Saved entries

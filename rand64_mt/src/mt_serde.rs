// Copyright 2024 The rand64 project developers.
//
// Licensed under the Apache License, Version 2.0 <LICENSE-APACHE or
// https://www.apache.org/licenses/LICENSE-2.0> or the MIT license
// <LICENSE-MIT or https://opensource.org/licenses/MIT>, at your
// option. This file may not be copied, modified, or distributed
// except according to those terms.

//! Serde support for the Mersenne Twister state array, which is larger
//! than the array sizes serde derives for.

use core::fmt;
use core::marker::PhantomData;

use serde::de::{self, SeqAccess, Visitor};
use serde::ser::SerializeTuple;
use serde::{Deserialize, Deserializer, Serialize, Serializer};

use crate::{Mt64, NN};

impl Serialize for Mt64 {
    fn serialize<S>(&self, ser: S) -> Result<S::Ok, S::Error>
    where
        S: Serializer,
    {
        let mut seq = ser.serialize_tuple(NN + 1)?;
        seq.serialize_element(&(self.mti as u64))?;
        for word in self.mt.iter() {
            seq.serialize_element(word)?;
        }
        seq.end()
    }
}

impl<'de> Deserialize<'de> for Mt64 {
    fn deserialize<D>(de: D) -> Result<Mt64, D::Error>
    where
        D: Deserializer<'de>,
    {
        struct Mt64Visitor {
            _pd: PhantomData<Mt64>,
        }

        impl<'de> Visitor<'de> for Mt64Visitor {
            type Value = Mt64;

            fn expecting(&self, formatter: &mut fmt::Formatter) -> fmt::Result {
                formatter.write_str("Mt64 state")
            }

            fn visit_seq<A>(self, mut seq: A) -> Result<Mt64, A::Error>
            where
                A: SeqAccess<'de>,
            {
                let mti: u64 = seq
                    .next_element()?
                    .ok_or_else(|| de::Error::invalid_length(0, &self))?;
                if mti > (NN + 1) as u64 {
                    return Err(de::Error::custom("output cursor out of range"));
                }

                let mut mt = [0u64; NN];
                for (i, word) in mt.iter_mut().enumerate() {
                    *word = seq
                        .next_element()?
                        .ok_or_else(|| de::Error::invalid_length(i + 1, &self))?;
                }

                Ok(Mt64 { mt, mti: mti as usize })
            }
        }

        de.deserialize_tuple(NN + 1, Mt64Visitor { _pd: PhantomData })
    }
}
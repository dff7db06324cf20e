// Copyright 2024 The rand64 project developers.
//
// Licensed under the Apache License, Version 2.0 <LICENSE-APACHE or
// https://www.apache.org/licenses/LICENSE-2.0> or the MIT license
// <LICENSE-MIT or https://opensource.org/licenses/MIT>, at your
// option. This file may not be copied, modified, or distributed
// except according to those terms.

use rand64_core::{Seedable64, SliceSeedable64, Source64};
use rand64_mt::Mt64;

#[test]
fn reference_init_by_array() {
    // First outputs of mt19937-64.out from the reference distribution,
    // produced with init_by_array({0x12345, 0x23456, 0x34567, 0x45678}).
    let mut rng = Mt64::default();
    rng.seed_from_slice(&[0x12345, 0x23456, 0x34567, 0x45678]);

    let expected = [
        7266447313870364031,
        4946485549665804864,
        16945909448695747420,
        16394063075524226720,
        4873882236456199058,
        14877448043947020171,
        6740343660852211943,
        13857871200353263164,
        5249110015610582907,
        10205081126064480383,
    ];
    for &e in &expected {
        assert_eq!(rng.next_u64(), e);
    }

    // Outputs 1011..=1020 of the same stream, after discarding 1000 more.
    for _ in 0..1000 {
        rng.next_u64();
    }
    let expected = [
        14907209235746902445,
        15452338815569321965,
        17045090235069538607,
        15507333859934612093,
        157175897107904252,
        2578005313950236321,
        6502648805754593060,
        13133523174961431106,
        2698278206396822833,
        3278969850082110371,
    ];
    for &e in &expected {
        assert_eq!(rng.next_u64(), e);
    }
}

#[test]
fn reference_scalar_seed() {
    let mut rng = Mt64::new(1387366483214);
    let expected = [
        10396991866536466786,
        14340416747966418092,
        11957812660482947740,
        6599276423578824276,
        8419452403468955872,
        4739843759468008117,
        7612761444118286253,
        12226897363602139623,
    ];
    for &e in &expected {
        assert_eq!(rng.next_u64(), e);
    }
}

#[test]
fn default_seed_on_first_use() {
    // An unseeded generator behaves as if seeded with the reference
    // default seed 5489; seeding with 0 does the same.
    let mut unseeded = Mt64::default();
    let mut zero = Mt64::new(0);
    let mut explicit = Mt64::new(5489);

    let expected = [
        14514284786278117030,
        4620546740167642908,
        13109570281517897720,
        17462938647148434322,
    ];
    for &e in &expected {
        assert_eq!(unseeded.next_u64(), e);
        assert_eq!(zero.next_u64(), e);
        assert_eq!(explicit.next_u64(), e);
    }
}

#[test]
fn reseed_restarts_stream() {
    let mut rng = Mt64::new(42);
    let first = [rng.next_u64(), rng.next_u64(), rng.next_u64(), rng.next_u64()];
    rng.seed(42);
    let again = [rng.next_u64(), rng.next_u64(), rng.next_u64(), rng.next_u64()];
    assert_eq!(first, again);
}

#[test]
fn empty_key_uses_default_seed() {
    let mut from_empty = Mt64::default();
    from_empty.seed_from_slice(&[]);
    let mut from_zero = Mt64::new(0);
    for _ in 0..16 {
        assert_eq!(from_empty.next_u64(), from_zero.next_u64());
    }
}

#[cfg(feature = "serde1")]
#[test]
fn serde_roundtrip() {
    // Serialize mid-stream so both the state array and the output cursor
    // are exercised.
    let mut rng = Mt64::new(1);
    for _ in 0..500 {
        rng.next_u64();
    }

    let buf = bincode::serialize(&rng).expect("Could not serialize");
    let mut restored: Mt64 = bincode::deserialize(&buf).expect("Could not deserialize");

    assert_eq!(rng, restored);
    for _ in 0..400 {
        assert_eq!(rng.next_u64(), restored.next_u64());
    }
}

- **What the task requires**:
The required answer is each line of the entries containing the string "bincode".

- **Problem solution**:
    let buf = bincode::serialize(&rng).expect("Could not serialize");
    let mut restored: Mt64 = bincode::deserialize(&buf).expect("Could not deserialize");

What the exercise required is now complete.